Forty-eight people die when a fire breaks out in a make-shift cinema on the upper floor of the village hall in Dromcollagher, County Limerick, on September 5, 1926.

The conversion of village halls into makeshift cinemas is a common practice in many rural villages in Ireland, right up to the 1940s. Prints are often borrowed from cinemas in larger towns or in Cork city and then bicycled over to smaller venues (sometimes surreptitiously).

During the Irish Free State period (1922-1937), the exhibition of films is still governed by legislation put in place by the British government in 1909. The Cinematograph Act 1909 stipulates that cinema owners must apply for a license to screen films, and that venues must observe strict safety standards. Such standards include encasing projectors in fireproof booths, ensuring that the highly unstable nitrate film, then the industry standard, be properly stored and handled, and fitting out venues with several fire exits. The regulations are generally observed by established cinemas, but they are often ignored by operators of ad hoc venues/makeshift conversions.

The consequences of such indifference to patron safety are tragically realized in the small town of Dromcollogher in West Limerick in 1926. Situated a few miles from the County Cork border, its population is around 500 at the time, hardly enough to sustain a full-time cinema. However, local hackney driver, William Forde, identifies a business opportunity that seems too good to pass up. Through a contact, Patrick Downey, who works as a projectionist in Cork city’s Assembly Rooms cinema, he arranges for a print of Cecil B. DeMille’s Biblical epic The Ten Commandments to be bicycled over for an unofficial one-off screening.
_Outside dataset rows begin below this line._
use super::{Behavior, EntityKind};
use crate::sim::events::EventSink;
use crate::sim::geometry::Aabb;
use crate::sim::player::Player;
use crate::sim::world::World;

pub const PIRANHA_WIDTH: f32 = 24.0;
pub const PIRANHA_HEIGHT: f32 = 32.0;
const PIRANHA_SPEED: f32 = 1.0;
const PIRANHA_REACH: f32 = 32.0;
const PIRANHA_DWELL_TICKS: u32 = 60;

#[derive(Debug, Clone, Copy, PartialEq, Eq)]
pub enum PiranhaPhase {
    Extending,
    Retracting,
}

/// Hazard that rises out of a pipe, waits, and sinks back to where it spawned.
#[derive(Debug, Clone, PartialEq)]
pub struct PiranhaPlant {
    bounds: Aabb,
    origin_y: f32,
    phase: PiranhaPhase,
    timer: u32,
}

impl PiranhaPlant {
    pub fn new(x: f32, y: f32) -> Self {
        Self {
            bounds: Aabb::new(x, y, PIRANHA_WIDTH, PIRANHA_HEIGHT),
            origin_y: y,
            phase: PiranhaPhase::Extending,
            timer: 0,
        }
    }

    pub fn phase(&self) -> PiranhaPhase {
        self.phase
    }

    pub fn origin_y(&self) -> f32 {
        self.origin_y
    }
}

impl Behavior for PiranhaPlant {
    fn kind(&self) -> EntityKind {
        EntityKind::PiranhaPlant
    }

    fn bounds(&self) -> Aabb {
        self.bounds
    }

    fn update(&mut self, _world: &World) {
        self.timer += 1;
        match self.phase {
            PiranhaPhase::Extending => {
                self.bounds.y -= PIRANHA_SPEED;
                if self.bounds.y <= self.origin_y - PIRANHA_REACH {
                    self.bounds.y = self.origin_y - PIRANHA_REACH;
                    self.phase = PiranhaPhase::Retracting;
                    self.timer = 0;
                }
            }
            PiranhaPhase::Retracting => {
                if self.timer > PIRANHA_DWELL_TICKS {
                    self.bounds.y += PIRANHA_SPEED;
                    if self.bounds.y >= self.origin_y {
                        self.bounds.y = self.origin_y;
                        self.phase = PiranhaPhase::Extending;
                        self.timer = 0;
                    }
                }
            }
        }
    }

    fn on_player_contact(&mut self, player: &mut Player, events: &mut dyn EventSink) {
        if !player.is_dead() {
            player.die(events);
        }
    }

    fn is_hazard(&self) -> bool {
        true
    }
}
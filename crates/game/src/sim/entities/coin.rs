use super::{Behavior, EntityKind};
use crate::sim::events::{EventSink, GameEvent};
use crate::sim::geometry::Aabb;
use crate::sim::player::Player;
use crate::sim::world::World;

pub const COIN_SIZE: f32 = 24.0;
const COIN_FRAME_COUNT: u8 = 4;
const COIN_FRAME_TICKS: u32 = 10;
const POPPED_COIN_LAUNCH_VELOCITY: f32 = -8.0;
const POPPED_COIN_GRAVITY: f32 = 0.5;
const POPPED_COIN_DROP: f32 = 64.0;

#[derive(Debug, Clone, PartialEq)]
pub struct Coin {
    bounds: Aabb,
    vy: f32,
    spawn_y: f32,
    popped: bool,
    collected: bool,
    expired: bool,
    frame: u8,
    frame_ticks: u32,
}

impl Coin {
    pub fn new(x: f32, y: f32) -> Self {
        Self {
            bounds: Aabb::new(x, y, COIN_SIZE, COIN_SIZE),
            vy: 0.0,
            spawn_y: y,
            popped: false,
            collected: false,
            expired: false,
            frame: 0,
            frame_ticks: 0,
        }
    }

    /// Coin knocked out of a question block: flies up, falls back and vanishes.
    pub fn popped(x: f32, y: f32) -> Self {
        Self {
            vy: POPPED_COIN_LAUNCH_VELOCITY,
            popped: true,
            ..Self::new(x, y)
        }
    }

    pub fn is_popped(&self) -> bool {
        self.popped
    }

    pub fn is_collected(&self) -> bool {
        self.collected
    }
}

impl Behavior for Coin {
    fn kind(&self) -> EntityKind {
        EntityKind::Coin
    }

    fn bounds(&self) -> Aabb {
        self.bounds
    }

    fn update(&mut self, _world: &World) {
        self.frame_ticks += 1;
        if self.frame_ticks > COIN_FRAME_TICKS {
            self.frame = (self.frame + 1) % COIN_FRAME_COUNT;
            self.frame_ticks = 0;
        }

        if self.popped {
            self.vy += POPPED_COIN_GRAVITY;
            self.bounds.y += self.vy;
            if self.bounds.y > self.spawn_y + POPPED_COIN_DROP {
                self.expired = true;
            }
        }
    }

    fn check_collision(&self, rect: &Aabb) -> bool {
        !self.collected && self.bounds.overlaps(rect)
    }

    fn on_player_contact(&mut self, _player: &mut Player, events: &mut dyn EventSink) {
        if self.collected {
            return;
        }
        self.collected = true;
        events.emit(GameEvent::CoinCollected);
    }

    fn should_remove(&self) -> bool {
        self.collected || self.expired
    }

    fn animation_frame(&self) -> u8 {
        self.frame
    }
}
Forde rents the upstairs room of a venue on Church Street, later described by the Leinster Express as a wooden two-story structure and advertises his evening’s entertainment. He finds a readymade audience among the churchgoers that come out of the service in the adjacent Catholic Church and straight into the hall, many with their rosary beads still entwined in their hands. It is estimated that 150 people crowd into the room and ascend the ladder to the upstairs room. Though Forde has been informed by one local Garda that he cannot run a screening unless the venue is equipped with fire blankets and exits, he and Downey disregard the advice and, in a bid to reduce the weight for the cyclist bringing the reels from Cork, instruct that the fireproof metal cases be left behind in the city.

A generator hooked up to a lorry is used to power the borrowed projector, and candles to illuminate the makeshift box-office. It is one of those candles, placed in close proximity to an exposed film reel, which sparks off a series of small fires that quickly developed into an inferno. Some of those seated closest to the main exit manage to escape, but those nearer the screen find themselves trapped and iron bars that had been placed on the few windows in the hall windows seal their fate. Whole families are wiped out and the final death toll comes to 48. As newspapers of the time report, 1/10th of the town’s population is lost.

Newspapers around the world carry reports of the tragedy and a relief fund is set up for the survivors with Hollywood star Will Rogers being one of the contributors. President of the Executive Council of the Irish Free State William T. Cosgrave later travels to the town to attend the mass funeral service held for the victims.

As for Forde and Downey, they are later charged with manslaughter, but the State chooses not to pursue the prosecutions. Forde apparently later immigrates to Australia and possibly accidentally poisons himself, and two others, while working as a cook in the Outback.

The “Dromcollogher Burning”, as it becomes known, holds the dubious honour of Ireland’s worst cinema fire. Sadly, it is not the last time safety regulations are disregarded in an entertainment venue: 75 years later the devastating Stardust Nightclub fire in Dublin also claims the lives of 48 patrons.